Lane, through his own channels, finds out Hobart survived; his men fan out searching hospitals - it's clear that Hobart, though innocent, is a loose end and will be killed if found. Pauling and Reacher rush to warn Hobart and Dee Marie to flee, but it's too late, Lane and his men are outside. Reacher heads them off and tells Lane that for $1 million he'll deliver the kidnapper's name the following day. He tells Pauling he'll use the money to pay her and to pay for a good clinic, rehab, and living expenses for Hobart.

They figure out that Graham Taylor, Kate and Jade's chauffeur when they were kidnapped, was the kidnapper. He concealed his English accent by faking mutism and hid the victims in his own apartment. He's now flown back to England so Reacher, Lane, and all the henchmen follow.

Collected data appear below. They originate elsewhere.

use park_atlas::aggregate::{CategoryCounts, aggregate, stack_keys};
use park_atlas::observations::Observation;
use park_atlas::scale::{ChartFrame, category_ordering, derive_simple, derive_stacked, stack_series};
use proptest::prelude::*;

fn arb_observation() -> impl Strategy<Value = Observation> {
    (
        prop::sample::select(vec!["X", "Y", "Z"]),
        prop::sample::select(vec!["Bird", "Fish", "Mammal", "Vascular Plant", "Reptile"]),
        prop::sample::select(vec!["Endangered", "Threatened", "Species of Concern", "No Concern"]),
    )
        .prop_map(|(p, c, s)| Observation::new(p, c, s))
}

fn arb_records() -> impl Strategy<Value = Vec<Observation>> {
    prop::collection::vec(arb_observation(), 0..200)
}

fn arb_counts() -> impl Strategy<Value = CategoryCounts> {
    prop::collection::vec(0u64..20, 0..12).prop_map(|vs| {
        vs.into_iter().enumerate().map(|(i, v)| (format!("c{}", i), v)).collect()
    })
}

proptest! {
    #[test]
    fn category_total_matches_park_records(records in arb_records()) {
        let agg = aggregate(&records, "X").unwrap();
        let expected = records.iter().filter(|r| r.park == "X").count() as u64;
        prop_assert_eq!(agg.total(), expected);

        let nested: u64 = agg.category_status_counts.values().flat_map(|m| m.values()).sum();
        prop_assert_eq!(nested, expected);
    }

    #[test]
    fn absent_park_is_empty(records in arb_records()) {
        let agg = aggregate(&records, "Nowhere").unwrap();
        prop_assert!(agg.category_counts.is_empty());
        prop_assert!(agg.category_status_counts.is_empty());
    }

    #[test]
    fn aggregation_is_idempotent(records in arb_records()) {
        prop_assert_eq!(aggregate(&records, "Y").unwrap(), aggregate(&records, "Y").unwrap());
    }

    #[test]
    fn ordering_is_a_stable_descending_permutation(counts in arb_counts()) {
        let ordering = category_ordering(&counts);
        prop_assert_eq!(ordering.len(), counts.len());
        for pair in ordering.windows(2) {
            let (a, b) = (counts[&pair[0]], counts[&pair[1]]);
            prop_assert!(a >= b);
            if a == b {
                prop_assert!(counts.get_index_of(&pair[0]) < counts.get_index_of(&pair[1]));
            }
        }
    }

    #[test]
    fn domain_runs_from_zero_to_max(counts in arb_counts()) {
        let s = derive_simple(&counts, &ChartFrame::default());
        prop_assert_eq!(s.domain[0], 0.0);
        prop_assert_eq!(s.domain[1], counts.values().copied().max().unwrap_or(0) as f64);
    }

    #[test]
    fn bands_are_increasing_and_in_range(counts in arb_counts()) {
        let frame = ChartFrame::default();
        let s = derive_simple(&counts, &frame);
        let [lo, hi] = frame.y_range();
        let positions: Vec<f64> = s.ordering.iter().map(|c| s.y.position(c).unwrap()).collect();
        for pair in positions.windows(2) {
            prop_assert!(pair[0] < pair[1]);
        }
        for p in positions {
            prop_assert!(p >= lo - 1e-9);
            prop_assert!(p + s.y.bandwidth() <= hi + 1e-9);
        }
    }

    #[test]
    fn stacks_are_contiguous_and_top_out_at_domain(records in arb_records()) {
        let agg = aggregate(&records, "X").unwrap();
        let keys = stack_keys(&agg.statuses, &["No Concern".to_string()]);
        let st = derive_stacked(&agg.category_counts, &agg.category_status_counts, &keys, &ChartFrame::default());
        let series = stack_series(&agg.category_status_counts, &st.ordering, &keys);
        prop_assert_eq!(&series, &st.series);

        for (i, category) in st.ordering.iter().enumerate() {
            let mut top = 0;
            for layer in &series {
                let seg = &layer.segments[i];
                prop_assert_eq!(&seg.category, category);
                prop_assert_eq!(seg.lower, top);
                top = seg.upper;
            }
            prop_assert!(top as f64 <= st.domain[1]);
        }
    }
}

#[test]
fn ties_keep_insertion_order() {
    let counts: CategoryCounts = [("A", 3), ("B", 5), ("C", 3)]
        .into_iter()
        .map(|(k, v)| (k.to_string(), v))
        .collect();
    assert_eq!(category_ordering(&counts), vec!["B", "A", "C"]);
    assert_eq!(derive_simple(&counts, &ChartFrame::default()).domain, [0.0, 5.0]);
}
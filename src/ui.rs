use ratatui::{
    Frame,
    layout::{Constraint, Direction, Layout, Rect},
    style::{Color, Modifier, Style},
    symbols::Marker,
    text::Line as TextLine,
    widgets::{
        Block, Borders, Clear, List, ListItem, ListState, Paragraph, Wrap,
        canvas::{Canvas, Context, Line, Rectangle},
    },
};
use std::time::Instant;

use crate::chart::{Bar, ChartLayout};
use crate::map_draw::{MapView, rgb};
use crate::quakes::{LEGEND_GRADES, magnitude_color};
use crate::state::AppState;
use crate::view::Popup;

/// Horizontal strokes used to fill one bar.
const FILL_STROKES: usize = 6;

pub fn draw(f: &mut Frame, state: &AppState, now: Instant) {
    let chunks = Layout::default()
        .direction(Direction::Horizontal)
        .constraints([
            Constraint::Percentage(20),
            Constraint::Percentage(60),
            Constraint::Percentage(20),
        ])
        .split(f.area());

    // Left: park list
    let items: Vec<ListItem> = state.list_items
        .iter()
        .map(|i| ListItem::new(i.clone()))
        .collect();
    let mut list_state = ListState::default();
    list_state.select(Some(state.selected));
    let list = List::new(items)
        .block(Block::default().borders(Borders::ALL).title("Parks"))
        .highlight_symbol(">> ")
        .highlight_style(Style::default().fg(Color::Red));
    f.render_stateful_widget(list, chunks[0], &mut list_state);

    // Center: map
    let highlight = state.selected_name();
    MapView::new(&state.catalog, &state.quakes, &state.view, highlight).render(f, chunks[1], now);

    // Right: info + magnitude legend
    let right = Layout::default()
        .direction(Direction::Vertical)
        .constraints([Constraint::Percentage(60), Constraint::Percentage(40)])
        .split(chunks[2]);

    let info = Paragraph::new(state.info_text())
        .block(Block::default().borders(Borders::ALL).title("Info"))
        .wrap(Wrap { trim: true });
    f.render_widget(info, right[0]);

    let legend: Vec<TextLine> = LEGEND_GRADES
        .iter()
        .map(|g| {
            TextLine::styled(
                format!("● {}", g),
                Style::default().fg(rgb(magnitude_color(*g))),
            )
        })
        .collect();
    let legend = Paragraph::new(legend)
        .block(Block::default().borders(Borders::ALL).title("Magnitude"));
    f.render_widget(legend, right[1]);

    if let Some(popup) = state.view.popup() {
        draw_popup(f, popup, chunks[1]);
    }
}

/// Both charts side by side over the lower part of the map.
fn draw_popup(f: &mut Frame, popup: &Popup, map_area: Rect) {
    let height = (map_area.height * 3 / 4).max(10).min(map_area.height);
    let area = Rect {
        x: map_area.x,
        y: map_area.y + map_area.height - height,
        width: map_area.width,
        height,
    };
    f.render_widget(Clear, area);

    let halves = Layout::default()
        .direction(Direction::Horizontal)
        .constraints([Constraint::Percentage(50), Constraint::Percentage(50)])
        .split(area);

    let overlay = popup.focus.map(|i| popup.charts.overlay(i)).unwrap_or_default();
    let left_title = format!("{} (Esc closes)", popup.park());
    draw_chart(f, halves[0], &popup.charts.category, &overlay, &left_title);

    let right_title = match popup.focused_key() {
        Some(key) => format!("focus: {} (←/→)", key),
        None => "←/→ focus a status".to_string(),
    };
    draw_chart(f, halves[1], &popup.charts.status, &[], &right_title);
}

fn fill_bar(ctx: &mut Context, bar: &Bar, flip: f64, color: Color) {
    if bar.width <= 0.0 {
        return;
    }
    let top = flip - bar.y;
    for i in 0..=FILL_STROKES {
        let y = top - bar.height * i as f64 / FILL_STROKES as f64;
        ctx.draw(&Line { x1: bar.x, y1: y, x2: bar.x + bar.width, y2: y, color });
    }
}

fn draw_chart(f: &mut Frame, area: Rect, layout: &ChartLayout, overlay: &[Bar], title: &str) {
    let frame = &layout.frame;
    // chart y grows downward, canvas y grows upward
    let flip = frame.height;

    let canvas = Canvas::default()
        .block(Block::default().borders(Borders::ALL).title(title.to_string()))
        .marker(Marker::Braille)
        .x_bounds([0.0, frame.width])
        .y_bounds([0.0, frame.height])
        .paint(|ctx| {
            for bar in &layout.bars {
                fill_bar(ctx, bar, flip, rgb(bar.color));
            }
            ctx.layer();
            for bar in overlay {
                fill_bar(ctx, bar, flip, rgb(bar.color));
                ctx.draw(&Rectangle {
                    x: bar.x,
                    y: flip - bar.y - bar.height,
                    width: bar.width,
                    height: bar.height,
                    color: Color::White,
                });
            }

            // axes
            let baseline = flip - (frame.height - frame.margin_bottom);
            let [x0, x1] = frame.x_range();
            ctx.draw(&Line { x1: x0, y1: baseline, x2: x1, y2: baseline, color: Color::Gray });
            let [y0, y1] = frame.y_range();
            ctx.draw(&Line { x1: x0, y1: flip - y0, x2: x0, y2: flip - y1, color: Color::Gray });

            for tick in &layout.x_ticks {
                ctx.print(tick.x, baseline - 10.0, tick.text.clone());
            }
            for tick in &layout.y_ticks {
                ctx.print(0.0, flip - tick.y, tick.text.clone());
            }
            for label in &layout.value_labels {
                ctx.print(label.x, flip - label.y, label.text.clone());
            }
            for entry in &layout.legend {
                ctx.print(
                    entry.x,
                    flip - entry.y,
                    TextLine::styled(format!("● {}", entry.key), Style::default().fg(rgb(entry.color))),
                );
            }

            if let Some(t) = &layout.title {
                ctx.print(
                    frame.width / 3.0,
                    flip - frame.margin_top / 2.0,
                    TextLine::styled(t.clone(), Style::default().add_modifier(Modifier::BOLD)),
                );
            }
            ctx.print(frame.width / 3.0, flip - frame.margin_top, layout.subtitle.clone());
        });
    f.render_widget(canvas, area);
}
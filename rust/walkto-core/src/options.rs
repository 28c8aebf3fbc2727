use serde::{Deserialize, Serialize};

use crate::geometry::Tile;

pub const DEFAULT_MAX_EXPANSIONS: u64 = 256 * 10;

/// Metric used when locally reordering candidate directions during a search.
#[derive(Copy, Clone, Debug, Default, PartialEq, Eq, Serialize, Deserialize)]
#[serde(rename_all = "snake_case")]
pub enum DirectionOrder {
    /// max(|dx|, |dz|)
    #[default]
    Chebyshev,
    /// |dx| + |dz|; penalises diagonal candidates by one.
    Manhattan,
}

impl DirectionOrder {
    #[inline]
    pub fn measure(self, a: Tile, b: Tile) -> i32 {
        match self {
            DirectionOrder::Chebyshev => a.distance(b),
            DirectionOrder::Manhattan => a.delta(b),
        }
    }
}

#[derive(Clone, Debug, PartialEq, Serialize, Deserialize)]
#[serde(default)]
pub struct SearchOptions {
    /// Nodes polled before the search gives up and falls back to the closest approach.
    pub max_expansions: u64,
    /// Optional bound on how far (Chebyshev) from the start candidates may be.
    pub max_radius: Option<i32>,
    pub order: DirectionOrder,
}

impl Default for SearchOptions {
    fn default() -> Self {
        Self { max_expansions: DEFAULT_MAX_EXPANSIONS, max_radius: None, order: DirectionOrder::default() }
    }
}

#[cfg(test)]
mod tests {
    use super::*;
    use serde_json::json;

    #[test]
    fn defaults_bound_search_at_2560() {
        let o = SearchOptions::default();
        assert_eq!(o.max_expansions, 2560);
        assert_eq!(o.max_radius, None);
        assert_eq!(o.order, DirectionOrder::Chebyshev);
    }

    #[test]
    fn deserializes_with_defaults_when_missing_fields() {
        let o: SearchOptions = serde_json::from_value(json!({ "max_expansions": 10 })).unwrap();
        assert_eq!(o.max_expansions, 10);
        assert_eq!(o.order, DirectionOrder::Chebyshev);

        let o2: SearchOptions = serde_json::from_value(json!({ "order": "manhattan", "max_radius": 16 })).unwrap();
        assert_eq!(o2.order, DirectionOrder::Manhattan);
        assert_eq!(o2.max_radius, Some(16));
        assert_eq!(o2.max_expansions, DEFAULT_MAX_EXPANSIONS);
    }

    #[test]
    fn metrics_differ_on_diagonals() {
        let a = Tile::new(0, 0);
        let b = Tile::new(1, 1);
        assert_eq!(DirectionOrder::Chebyshev.measure(a, b), 1);
        assert_eq!(DirectionOrder::Manhattan.measure(a, b), 2);
    }
}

Reacher has brought the phone number of Taylor's closest relative found as a speed dial shortcut and a local detective finds that Taylor's sister, Susan Jackson, is living on a newly-purchased, isolated farm in Norfolk. Pauling and Reacher drive out there, confirm Taylor's presence, and return to London. Reacher demands the promised million from Lane in exchange for the address, but as he's describing the location he suddenly realizes Kate left New York of her own free will and she and Jade are at the Jackson farm; Taylor had rescued, not kidnapped, them. Reacher races Lane and his men back to Norfolk and the showdown ends with Lane and his men dead, Reacher moves on. Kate and Jade now live with Taylor and his sister's family on the farm.

==Background==
Child is a fan of Aston Villa Football Club; the naming of the fictional characters, ex-British Army Graham Taylor & John Gregory are a reference to Aston Villa managers Graham Taylor & John Gregory.

== Reception ==
A review in Library Journal said, "Reacher is humanized by both his mistakes...and his relationships with the fiftyish Pauling", while "Tension builds through plot twists to another riveting finish by Child". Publishers Weekly commended "the author's atmospheric descriptions [which] make Manhattan a leading player, with menace lurking at every intersection".